Currently, a notable number of patients still do not have adequate or reasonable bariatric surgery coverage. Our efforts must begin at home. It remains shocking that many hospitals, health systems, and universities that provide bariatric services still do not provide coverage for their own employees. For Metabolic and Bariatric Surgery Accreditation and Quality Improvement Program (MBSAQIP) site surveyors, the employee coverage status is one of the first signs of an institution’s true commitment. While this certainly is not an accreditation standard, it is an important topic to discuss when reviewing a program. Some large institutions will not provide coverage or might have a dollar cap limit. Many institutions’ insurance policies require higher copays for bariatric surgery compared to other essential surgical procedures. This should be considered unacceptable and a primary action item if you practice in such an organization.

The most important thing to remember is that surgeons do have a voice. With determination and perseverance, an individual surgeon can make a significant difference. As we look at the access-to-care victories we have had to date, it almost always starts with one single person. Even more powerful than our own voices are those of our patients. If you have the opportunity to meet with an insurance medical director, an administrator, or a politician, consider having one of your patients accompany you. We have all been moved by stories of patients who overcame obstacles to positively impact their health. When patients also describe the psychosocial and economic impact that surgery has had on their life, the narratives will stand out even further in the minds of the decision makers. 

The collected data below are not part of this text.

//! Filtered-list queries understood by every store backend.

use chrono::{DateTime, Utc};
use serde::{Deserialize, Serialize};

use licensehub_core::types::{GroupId, LicenseId, UserId};
use licensehub_entity::allocation::{Allocation, AllocationHolder, HolderKind};
use licensehub_entity::history::{ActionType, HistoryEntry};
use licensehub_entity::license::License;

/// Which licenses to list.
#[derive(Debug, Clone, PartialEq, Serialize, Deserialize)]
pub enum LicenseQuery {
    /// Every license.
    All,
    /// Licenses flagged active.
    Active,
    /// Licenses flagged inactive.
    Inactive,
    /// Licenses with at least one free seat.
    Available,
    /// Licenses with no free seat.
    FullyUtilized,
    /// Licenses for a given software name (exact match).
    BySoftwareName(String),
    /// Licenses expiring within `[from, to]`.
    ExpiringBetween {
        /// Window start (inclusive).
        from: DateTime<Utc>,
        /// Window end (inclusive).
        to: DateTime<Utc>,
    },
    /// Licenses whose expiration date is before the given instant.
    ExpiredBefore(DateTime<Utc>),
}

impl LicenseQuery {
    /// Evaluate the query against a single license.
    pub fn matches(&self, license: &License) -> bool {
        match self {
            Self::All => true,
            Self::Active => license.active,
            Self::Inactive => !license.active,
            Self::Available => license.used_seats < license.total_seats,
            Self::FullyUtilized => license.used_seats >= license.total_seats,
            Self::BySoftwareName(name) => license.software_name == *name,
            Self::ExpiringBetween { from, to } => license
                .expiration_date
                .is_some_and(|expires| expires >= *from && expires <= *to),
            Self::ExpiredBefore(instant) => license
                .expiration_date
                .is_some_and(|expires| expires < *instant),
        }
    }
}

/// Which allocations to list.
#[derive(Debug, Clone, Default, PartialEq, Serialize, Deserialize)]
pub struct AllocationQuery {
    /// Restrict to one license.
    pub license_id: Option<LicenseId>,
    /// Restrict to one user.
    pub user_id: Option<UserId>,
    /// Restrict to one group.
    pub group_id: Option<GroupId>,
    /// Restrict to one holder kind.
    pub holder_kind: Option<HolderKind>,
    /// Skip revoked allocations.
    pub active_only: bool,
}

impl AllocationQuery {
    /// Allocations drawn from one license.
    pub fn for_license(license_id: LicenseId) -> Self {
        Self {
            license_id: Some(license_id),
            ..Self::default()
        }
    }

    /// Allocations held by one principal.
    pub fn for_holder(holder: AllocationHolder) -> Self {
        Self {
            user_id: holder.user_id(),
            group_id: holder.group_id(),
            holder_kind: Some(holder.kind()),
            ..Self::default()
        }
    }

    /// Only user assignments.
    pub fn users(mut self) -> Self {
        self.holder_kind = Some(HolderKind::User);
        self
    }

    /// Only group allocations.
    pub fn groups(mut self) -> Self {
        self.holder_kind = Some(HolderKind::Group);
        self
    }

    /// Only active allocations.
    pub fn active(mut self) -> Self {
        self.active_only = true;
        self
    }

    /// Evaluate the query against a single allocation.
    pub fn matches(&self, allocation: &Allocation) -> bool {
        self.license_id.is_none_or(|id| allocation.license_id == id)
            && self
                .user_id
                .is_none_or(|id| allocation.holder.user_id() == Some(id))
            && self
                .group_id
                .is_none_or(|id| allocation.holder.group_id() == Some(id))
            && self
                .holder_kind
                .is_none_or(|kind| allocation.holder.kind() == kind)
            && (!self.active_only || allocation.is_active())
    }
}

/// History search criteria. Every set field must match.
#[derive(Debug, Clone, Default, PartialEq, Serialize, Deserialize)]
pub struct HistoryFilter {
    /// Entries for one license.
    pub license_id: Option<LicenseId>,
    /// Entries involving one user.
    pub user_id: Option<UserId>,
    /// Entries involving one group.
    pub group_id: Option<GroupId>,
    /// Entries of one action type.
    pub action_type: Option<ActionType>,
    /// Entries at or after this instant.
    pub from: Option<DateTime<Utc>>,
    /// Entries at or before this instant.
    pub to: Option<DateTime<Utc>>,
}

impl HistoryFilter {
    /// Evaluate the filter against a single entry.
    pub fn matches(&self, entry: &HistoryEntry) -> bool {
        self.license_id.is_none_or(|id| entry.license_id == id)
            && self.user_id.is_none_or(|id| entry.involves_user(id))
            && self.group_id.is_none_or(|id| entry.involves_group(id))
            && self
                .action_type
                .is_none_or(|action| entry.action_type == action)
            && self.from.is_none_or(|from| entry.timestamp >= from)
            && self.to.is_none_or(|to| entry.timestamp <= to)
    }
}
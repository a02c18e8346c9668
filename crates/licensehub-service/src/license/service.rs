//! License lifecycle manager.

use std::sync::Arc;

use chrono::{DateTime, Utc};
use tracing::{debug, info};
use validator::Validate;

use licensehub_core::error::AppError;
use licensehub_core::result::AppResult;
use licensehub_core::types::LicenseId;
use licensehub_database::store::{ChangeSet, LedgerStore, LicenseQuery};
use licensehub_entity::license::{CreateLicense, License, UpdateLicense};

use crate::audit::AuditRecorder;
use crate::context::RequestContext;
use crate::seat::{SeatAccountant, SeatTransaction};

/// Creates, edits, deletes, and looks up licenses.
#[derive(Debug, Clone)]
pub struct LicenseService {
    store: Arc<dyn LedgerStore>,
    accountant: SeatAccountant,
    recorder: AuditRecorder,
}

impl LicenseService {
    /// Creates a new license service.
    pub fn new(
        store: Arc<dyn LedgerStore>,
        accountant: SeatAccountant,
        recorder: AuditRecorder,
    ) -> Self {
        Self {
            store,
            accountant,
            recorder,
        }
    }

    /// Create a license with no seats in use.
    pub async fn create(&self, ctx: &RequestContext, data: CreateLicense) -> AppResult<License> {
        data.validate()?;
        require_text("Software name", &data.software_name)?;
        require_text("License key", &data.license_key)?;

        let license = License::new(data, ctx.request_time);

        // The store re-checks uniqueness inside the commit; this only gives
        // the common case a clear error before any write is attempted.
        if self.store.license_key_exists(&license.license_key).await? {
            return Err(AppError::conflict(format!(
                "License key '{}' already exists",
                license.license_key
            )));
        }

        let mut changes = ChangeSet::new();
        changes
            .insert_license(license.clone())
            .append_history(self.recorder.license_created(ctx, &license));
        self.store.commit(changes).await?;

        info!(
            license_id = %license.id,
            software_name = %license.software_name,
            total_seats = license.total_seats,
            actor = %ctx.actor,
            "License created"
        );

        Ok(license)
    }

    /// Replace a license's editable attributes.
    ///
    /// `license_key` and `used_seats` are never touched. A capacity change is
    /// recorded as a second history entry.
    pub async fn update(
        &self,
        ctx: &RequestContext,
        id: LicenseId,
        data: UpdateLicense,
    ) -> AppResult<License> {
        data.validate()?;
        require_text("Software name", &data.software_name)?;

        let tx = self.accountant.begin(id, ctx.request_time).await?;
        self.commit_update(ctx, tx, &data).await
    }

    /// Edit a license starting from its current attributes.
    ///
    /// `edit` runs under the license lock on the stored values, so fields it
    /// leaves alone keep whatever a concurrent update committed before it.
    pub async fn modify<F>(
        &self,
        ctx: &RequestContext,
        id: LicenseId,
        edit: F,
    ) -> AppResult<License>
    where
        F: FnOnce(&mut UpdateLicense),
    {
        let tx = self.accountant.begin(id, ctx.request_time).await?;
        let mut data = UpdateLicense::from_license(tx.license());
        edit(&mut data);

        data.validate()?;
        require_text("Software name", &data.software_name)?;
        self.commit_update(ctx, tx, &data).await
    }

    async fn commit_update(
        &self,
        ctx: &RequestContext,
        mut tx: SeatTransaction,
        data: &UpdateLicense,
    ) -> AppResult<License> {
        let id = tx.original().id;
        let old_total = tx.original().total_seats;
        tx.apply(data)?;

        let updated = self.recorder.license_updated(ctx, tx.license());
        let resized = self
            .recorder
            .seats_changed(ctx, id, old_total, tx.license().total_seats);
        tx.changes().append_history(updated);
        if let Some(entry) = resized {
            tx.changes().append_history(entry);
        }

        let license = tx.commit().await?;

        info!(
            license_id = %id,
            old_total_seats = old_total,
            total_seats = license.total_seats,
            used_seats = license.used_seats,
            actor = %ctx.actor,
            "License updated"
        );

        Ok(license)
    }

    /// Delete a license together with all of its allocations.
    ///
    /// Returns the license as it was just before deletion.
    pub async fn delete(&self, ctx: &RequestContext, id: LicenseId) -> AppResult<License> {
        let mut tx = self.accountant.begin(id, ctx.request_time).await?;
        let entry = self.recorder.license_deleted(ctx, tx.license());
        tx.changes().append_history(entry);
        tx.delete();

        let license = tx.commit().await?;
        self.accountant.forget(id);

        info!(
            license_id = %id,
            software_name = %license.software_name,
            released_seats = license.used_seats,
            actor = %ctx.actor,
            "License deleted"
        );

        Ok(license)
    }

    /// Get a license by id.
    pub async fn get(&self, id: LicenseId) -> AppResult<License> {
        self.store
            .find_license(id)
            .await?
            .ok_or_else(|| AppError::not_found(format!("License {id} not found")))
    }

    /// Get a license by its vendor key.
    pub async fn find_by_key(&self, license_key: &str) -> AppResult<License> {
        self.store
            .find_license_by_key(license_key.trim())
            .await?
            .ok_or_else(|| AppError::not_found(format!("License key '{license_key}' not found")))
    }

    /// List licenses matching a query.
    pub async fn list(&self, query: &LicenseQuery) -> AppResult<Vec<License>> {
        if let LicenseQuery::ExpiringBetween { from, to } = query {
            if from > to {
                return Err(AppError::validation(format!(
                    "Expiration window start {from} is after its end {to}"
                )));
            }
        }
        debug!(?query, "Listing licenses");
        self.store.list_licenses(query).await
    }

    /// Licenses expiring within `[from, to]`.
    pub async fn list_expiring(
        &self,
        from: DateTime<Utc>,
        to: DateTime<Utc>,
    ) -> AppResult<Vec<License>> {
        self.list(&LicenseQuery::ExpiringBetween { from, to }).await
    }

    /// Licenses using at least `threshold_percent` of their seats.
    pub async fn list_by_usage(&self, threshold_percent: u8) -> AppResult<Vec<License>> {
        let licenses = self.list(&LicenseQuery::All).await?;
        Ok(licenses
            .into_iter()
            .filter(|license| license.usage().is_at_least(threshold_percent))
            .collect())
    }

    /// Licenses that expired before `instant`.
    pub async fn list_expired(&self, instant: DateTime<Utc>) -> AppResult<Vec<License>> {
        self.list(&LicenseQuery::ExpiredBefore(instant)).await
    }
}

fn require_text(field: &str, value: &str) -> AppResult<()> {
    if value.trim().is_empty() {
        return Err(AppError::validation(format!("{field} must not be blank")));
    }
    Ok(())
}
//! Table and JSON output formatting for CLI commands.

use chrono::{DateTime, Utc};
use serde::Serialize;
use tabled::{Table, Tabled};

use licensehub_database::migration::MigrationStatus;
use licensehub_entity::allocation::Allocation;
use licensehub_entity::history::HistoryEntry;
use licensehub_entity::license::License;
use licensehub_service::SeatCheck;

/// Output format selection
#[derive(Debug, Clone, Copy, Default, PartialEq, Eq, clap::ValueEnum)]
pub enum OutputFormat {
    /// Human-readable table
    #[default]
    Table,
    /// JSON output
    Json,
}

/// Print a list of items in the selected format
pub fn print_list<T: Serialize + Tabled>(items: &[T], format: OutputFormat) {
    match format {
        OutputFormat::Table => {
            if items.is_empty() {
                println!("No results found.");
            } else {
                let table = Table::new(items).to_string();
                println!("{}", table);
            }
        }
        OutputFormat::Json => {
            let json = serde_json::to_string_pretty(items).unwrap_or_else(|_| "[]".to_string());
            println!("{}", json);
        }
    }
}

/// Print a single item as JSON
pub fn print_json<T: Serialize>(item: &T) {
    let json = serde_json::to_string_pretty(item).unwrap_or_else(|_| "{}".to_string());
    println!("{}", json);
}

/// Print a success message
pub fn print_success(msg: &str) {
    println!("✓ {}", msg);
}

/// Print a warning message
pub fn print_warning(msg: &str) {
    println!("⚠ {}", msg);
}

/// Print a key-value pair
pub fn print_kv(key: &str, value: &str) {
    println!("  {:<24} {}", format!("{}:", key), value);
}

/// Print every attribute of one license.
pub fn print_license(license: &License, format: OutputFormat) {
    if format == OutputFormat::Json {
        print_json(license);
        return;
    }

    println!("License {}:", license.id);
    print_kv("Software", &license.software_name);
    print_kv("License Key", &license.license_key);
    print_kv("Total Seats", &license.total_seats.to_string());
    print_kv("Used Seats", &license.used_seats.to_string());
    print_kv("Available", &license.available_seats().to_string());
    print_kv("Usage", &format!("{:.1}%", license.usage().usage_percent));
    print_kv("State", &license.seat_state().to_string());
    print_kv("Expires", &date_or_dash(license.expiration_date));
    print_kv("Active", &license.active.to_string());
    print_kv(
        "Description",
        license.description.as_deref().unwrap_or("-"),
    );
    print_kv("Version", &license.version.to_string());
    print_kv("Updated", &license.updated_at.to_rfc3339());
}

/// License display row
#[derive(Debug, Serialize, Tabled)]
pub struct LicenseRow {
    /// License ID
    id: String,
    /// Software name
    software: String,
    /// License key
    key: String,
    /// Used / total
    seats: String,
    /// Free seats
    available: i32,
    /// Share of seats in use
    usage: String,
    /// Expiration date
    expires: String,
    /// Active flag
    active: bool,
}

impl From<&License> for LicenseRow {
    fn from(license: &License) -> Self {
        Self {
            id: license.id.to_string(),
            software: license.software_name.clone(),
            key: license.license_key.clone(),
            seats: format!("{}/{}", license.used_seats, license.total_seats),
            available: license.available_seats(),
            usage: format!("{:.0}%", license.usage().usage_percent),
            expires: date_or_dash(license.expiration_date),
            active: license.active,
        }
    }
}

/// Allocation display row
#[derive(Debug, Serialize, Tabled)]
pub struct AllocationRow {
    /// Allocation ID
    id: String,
    /// License ID
    license: String,
    /// `user` or `group`
    kind: String,
    /// Holder ID
    holder: String,
    /// Seats held
    seats: i32,
    /// Grant time
    granted: String,
    /// Revocation time
    revoked: String,
}

impl From<&Allocation> for AllocationRow {
    fn from(allocation: &Allocation) -> Self {
        let holder = allocation
            .holder
            .user_id()
            .map(|id| id.to_string())
            .or_else(|| allocation.holder.group_id().map(|id| id.to_string()))
            .unwrap_or_default();
        Self {
            id: allocation.id.to_string(),
            license: allocation.license_id.to_string(),
            kind: allocation.holder.kind().to_string(),
            holder,
            seats: allocation.seats,
            granted: time(allocation.granted_at),
            revoked: allocation.revoked_at.map(time).unwrap_or_else(|| "-".to_string()),
        }
    }
}

/// History display row
#[derive(Debug, Serialize, Tabled)]
pub struct HistoryRow {
    /// Time
    time: String,
    /// Action
    action: String,
    /// Description
    description: String,
    /// Details
    details: String,
    /// Actor
    performed_by: String,
}

impl From<&HistoryEntry> for HistoryRow {
    fn from(entry: &HistoryEntry) -> Self {
        Self {
            time: time(entry.timestamp),
            action: entry.action_type.to_string(),
            description: entry.description.clone(),
            details: entry.details.clone().unwrap_or_default(),
            performed_by: entry.performed_by.clone(),
        }
    }
}

/// Seat verification display row
#[derive(Debug, Serialize, Tabled)]
pub struct SeatCheckRow {
    /// License ID
    license: String,
    /// Software name
    software: String,
    /// Seats purchased
    total: i32,
    /// Stored counter
    used: i32,
    /// Seats held by active allocations
    allocated: i32,
    /// Counter minus holdings
    drift: i32,
    /// Verdict
    status: String,
}

impl From<&SeatCheck> for SeatCheckRow {
    fn from(check: &SeatCheck) -> Self {
        Self {
            license: check.license_id.to_string(),
            software: check.software_name.clone(),
            total: check.total_seats,
            used: check.used_seats,
            allocated: check.allocated_seats,
            drift: check.drift(),
            status: if check.is_consistent() { "ok" } else { "DRIFT" }.to_string(),
        }
    }
}

/// Schema migration display row
#[derive(Debug, Serialize, Tabled)]
pub struct MigrationRow {
    /// Migration version
    version: i64,
    /// Migration name
    description: String,
    /// `applied` or `pending`
    status: String,
}

impl From<&MigrationStatus> for MigrationRow {
    fn from(migration: &MigrationStatus) -> Self {
        Self {
            version: migration.version,
            description: migration.description.clone(),
            status: if migration.applied { "applied" } else { "pending" }.to_string(),
        }
    }
}

fn time(at: DateTime<Utc>) -> String {
    at.format("%Y-%m-%d %H:%M:%S").to_string()
}

fn date_or_dash(at: Option<DateTime<Utc>>) -> String {
    at.map(|d| d.format("%Y-%m-%d").to_string())
        .unwrap_or_else(|| "-".to_string())
}
//! Staged, lock-holding change to one license.

use std::sync::Arc;

use chrono::{DateTime, Utc};
use tokio::sync::OwnedMutexGuard;
use tracing::{info, warn};

use licensehub_core::error::AppError;
use licensehub_core::result::AppResult;
use licensehub_database::store::{ChangeSet, LedgerStore};
use licensehub_entity::license::{License, UpdateLicense};

/// A unit of work on one license, holding that license's lock.
///
/// Seat arithmetic happens on a staged copy of the license; allocation and
/// history writes are staged alongside it. Nothing reaches the store until
/// [`commit`](Self::commit). Dropping the transaction instead discards every
/// staged write and releases the lock.
#[derive(Debug)]
pub struct SeatTransaction {
    _guard: OwnedMutexGuard<()>,
    store: Arc<dyn LedgerStore>,
    original: License,
    license: License,
    changes: ChangeSet,
    deleted: bool,
    allow_capacity_below_usage: bool,
    now: DateTime<Utc>,
}

impl SeatTransaction {
    pub(crate) fn new(
        guard: OwnedMutexGuard<()>,
        store: Arc<dyn LedgerStore>,
        license: License,
        allow_capacity_below_usage: bool,
        now: DateTime<Utc>,
    ) -> Self {
        Self {
            _guard: guard,
            store,
            original: license.clone(),
            license,
            changes: ChangeSet::new(),
            deleted: false,
            allow_capacity_below_usage,
            now,
        }
    }

    /// The license as staged so far.
    pub fn license(&self) -> &License {
        &self.license
    }

    /// The license as it was loaded.
    pub fn original(&self) -> &License {
        &self.original
    }

    /// Timestamp shared by every write in this transaction.
    pub fn now(&self) -> DateTime<Utc> {
        self.now
    }

    /// Staged allocation and history writes.
    pub fn changes(&mut self) -> &mut ChangeSet {
        &mut self.changes
    }

    /// Take `seats` more seats, or fail with `InsufficientSeats` leaving the
    /// staged license untouched.
    pub fn reserve(&mut self, seats: i32) -> AppResult<()> {
        if seats <= 0 {
            return Err(AppError::validation(format!(
                "Seats to reserve must be positive, got {seats}"
            )));
        }

        if !self.license.can_reserve(seats) {
            warn!(
                license_id = %self.license.id,
                requested = seats,
                available = self.license.available_seats(),
                "Seat reservation refused"
            );
            return Err(AppError::insufficient_seats(format!(
                "License {} has {} of {} seats available, {} requested",
                self.license.id,
                self.license.available_seats(),
                self.license.total_seats,
                seats
            )));
        }

        self.license.used_seats += seats;
        Ok(())
    }

    /// Give back `seats` seats. Usage never drops below zero.
    pub fn release(&mut self, seats: i32) {
        let seats = seats.max(0);
        if seats > self.license.used_seats {
            warn!(
                license_id = %self.license.id,
                requested = seats,
                used_seats = self.license.used_seats,
                "Release exceeds seats in use, clamping at zero"
            );
        }
        self.license.used_seats = (self.license.used_seats - seats).max(0);
    }

    /// Apply edited business attributes, including a capacity change.
    ///
    /// A capacity below current usage is a validation error unless the
    /// ledger allows over-committed licenses.
    pub fn apply(&mut self, update: &UpdateLicense) -> AppResult<()> {
        if update.total_seats <= 0 {
            return Err(AppError::validation("Total seats must be positive"));
        }

        if update.total_seats < self.license.used_seats {
            if !self.allow_capacity_below_usage {
                return Err(AppError::validation(format!(
                    "Total seats {} is below the {} seats in use",
                    update.total_seats, self.license.used_seats
                )));
            }
            warn!(
                license_id = %self.license.id,
                total_seats = update.total_seats,
                used_seats = self.license.used_seats,
                "Capacity reduced below usage; license is over-committed"
            );
        }

        self.license.software_name = update.software_name.trim().to_string();
        self.license.total_seats = update.total_seats;
        self.license.expiration_date = update.expiration_date;
        self.license.active = update.active;
        self.license.description = update.description.clone();
        Ok(())
    }

    /// Stage removal of the license and, with it, all of its allocations.
    pub fn delete(&mut self) {
        self.deleted = true;
    }

    /// Persist the staged license and every staged write in one change set.
    ///
    /// Returns the license as committed (or as it was before deletion).
    pub async fn commit(mut self) -> AppResult<License> {
        let expected_version = self.original.version;

        if self.deleted {
            self.changes
                .delete_license(self.license.id, expected_version);
        } else {
            self.license.version = expected_version + 1;
            self.license.updated_at = self.now;
            self.changes
                .update_license(self.license.clone(), expected_version);
        }

        self.store.commit(self.changes).await?;

        info!(
            license_id = %self.license.id,
            used_seats = self.license.used_seats,
            total_seats = self.license.total_seats,
            deleted = self.deleted,
            "Seat transaction committed"
        );

        Ok(self.license)
    }
}
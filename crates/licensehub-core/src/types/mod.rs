//! Core type definitions used across the LicenseHub workspace.

pub mod id;
pub mod pagination;

pub use id::*;
pub use pagination::{PageRequest, PageResponse, paginate};
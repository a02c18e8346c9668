//! CLI command definitions and dispatch.

pub mod allocations;
pub mod assign;
pub mod history;
pub mod license;
pub mod migrate;
pub mod revoke;
pub mod verify;

use clap::{Parser, Subcommand};

use crate::output::OutputFormat;
use licensehub_core::config::AppConfig;
use licensehub_core::error::AppError;
use licensehub_service::{Ledger, RequestContext};

/// LicenseHub: software license seat allocation and audit
#[derive(Debug, Parser)]
#[command(name = "licensehub", version, about, long_about = None)]
pub struct Cli {
    /// Path to configuration file
    #[arg(short, long, env = "LICENSEHUB_CONFIG", default_value = "config/default.toml")]
    pub config: String,

    /// Output format
    #[arg(short, long, value_enum, default_value = "table")]
    pub format: OutputFormat,

    /// Name recorded as the actor in license history
    #[arg(long, global = true)]
    pub actor: Option<String>,

    /// Subcommand to execute
    #[command(subcommand)]
    pub command: Commands,
}

/// Top-level commands
#[derive(Debug, Subcommand)]
pub enum Commands {
    /// Database migration management
    Migrate(migrate::MigrateArgs),
    /// License lifecycle
    License(license::LicenseArgs),
    /// Assign seats to users and groups
    Assign(assign::AssignArgs),
    /// Revoke user assignments and group allocations
    Revoke(revoke::RevokeArgs),
    /// List allocations
    Allocations(allocations::AllocationsArgs),
    /// License history
    History(history::HistoryArgs),
    /// Check stored seat counters against active allocations
    Verify(verify::VerifyArgs),
}

impl Cli {
    /// Execute the CLI command
    pub async fn execute(&self, config: &AppConfig) -> Result<(), AppError> {
        tracing::debug!(command = ?self.command, backend = %config.store.backend, "Executing command");

        if let Commands::Migrate(args) = &self.command {
            return migrate::execute(args, config, self.format).await;
        }

        let ledger = Ledger::open(config).await?;
        let ctx = self.context(&ledger);

        match &self.command {
            Commands::Migrate(_) => Ok(()),
            Commands::License(args) => license::execute(args, &ledger, &ctx, self.format).await,
            Commands::Assign(args) => assign::execute(args, &ledger, &ctx, self.format).await,
            Commands::Revoke(args) => revoke::execute(args, &ledger, &ctx, self.format).await,
            Commands::Allocations(args) => allocations::execute(args, &ledger, self.format).await,
            Commands::History(args) => history::execute(args, &ledger, self.format).await,
            Commands::Verify(args) => verify::execute(args, &ledger, self.format).await,
        }
    }

    fn context(&self, ledger: &Ledger) -> RequestContext {
        ledger.context(self.actor.as_deref())
    }
}

/// Paging flags shared by history listings.
#[derive(Debug, Clone, Copy, clap::Args)]
pub struct PageArgs {
    /// Page number (1-based)
    #[arg(long, default_value = "1")]
    pub page: u64,
    /// Entries per page
    #[arg(long, default_value = "25")]
    pub per_page: u64,
}

impl PageArgs {
    /// Convert into a store page request.
    pub fn request(&self) -> licensehub_core::types::pagination::PageRequest {
        licensehub_core::types::pagination::PageRequest::new(self.page, self.per_page)
    }
}
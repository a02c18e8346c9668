//! Request context carrying the acting principal.

use chrono::{DateTime, Utc};
use serde::{Deserialize, Serialize};

use licensehub_core::config::LedgerConfig;

/// Context for one ledger operation.
///
/// Passed into every mutating service method so that history entries know
/// *who* acted and share one timestamp with the records they describe.
#[derive(Debug, Clone, Serialize, Deserialize)]
pub struct RequestContext {
    /// Recorded as `performed_by` in history.
    pub actor: String,
    /// When the request was received.
    pub request_time: DateTime<Utc>,
}

impl RequestContext {
    /// Creates a context for a named actor.
    pub fn new(actor: impl Into<String>) -> Self {
        Self {
            actor: actor.into(),
            request_time: Utc::now(),
        }
    }

    /// Creates a context for the configured system actor.
    pub fn system(config: &LedgerConfig) -> Self {
        Self::new(config.system_actor.clone())
    }
}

If we want to make changes, it will take all of us working together to advocate for our patients. I will take this opportunity to challenge every bariatric surgeon. Make advocacy your priority.

ONE DAY… take just one day from your practice each year. Do not see patients, operate, or even make rounds that day. Make it your own advocacy day. Meet with your local, state and national politicians. Meet with your state insurance commissioner or the regional medical director of your largest commercial plan. Meet with some of the primary care providers and even your surgical colleagues. Schedule one meeting or as many as you can. Encourage your patients to get involved and come along. Engage employees who lack bariatric coverage and help them become advocates for themselves. Make their employers aware of the discrimination to which they are (probably unknowingly) contributing. Make calls to key stakeholders. The only way we can continue to improve access is to individually take action one such day at a time. 

We have come a long way over the past several years in improving coverage and access. While our future remains optimistic, many challenges still remain. Insurance companies continue to use our own MBSAQIP data to block center accreditation, thus limiting the number of programs providing access. The impacts of bundled care payments and the effort to force our practice to outpatient/same day surgery are yet to be realized. These topics could have significant bearing on our practices and our patients’ access to care in the immediate future. Although we still have a long way to go, we have made progress, and I remain hopeful that one day we will be able to achieve the goal of providing a metabolic and bariatric procedure to any patient who needs it. Remember… ONE DAY!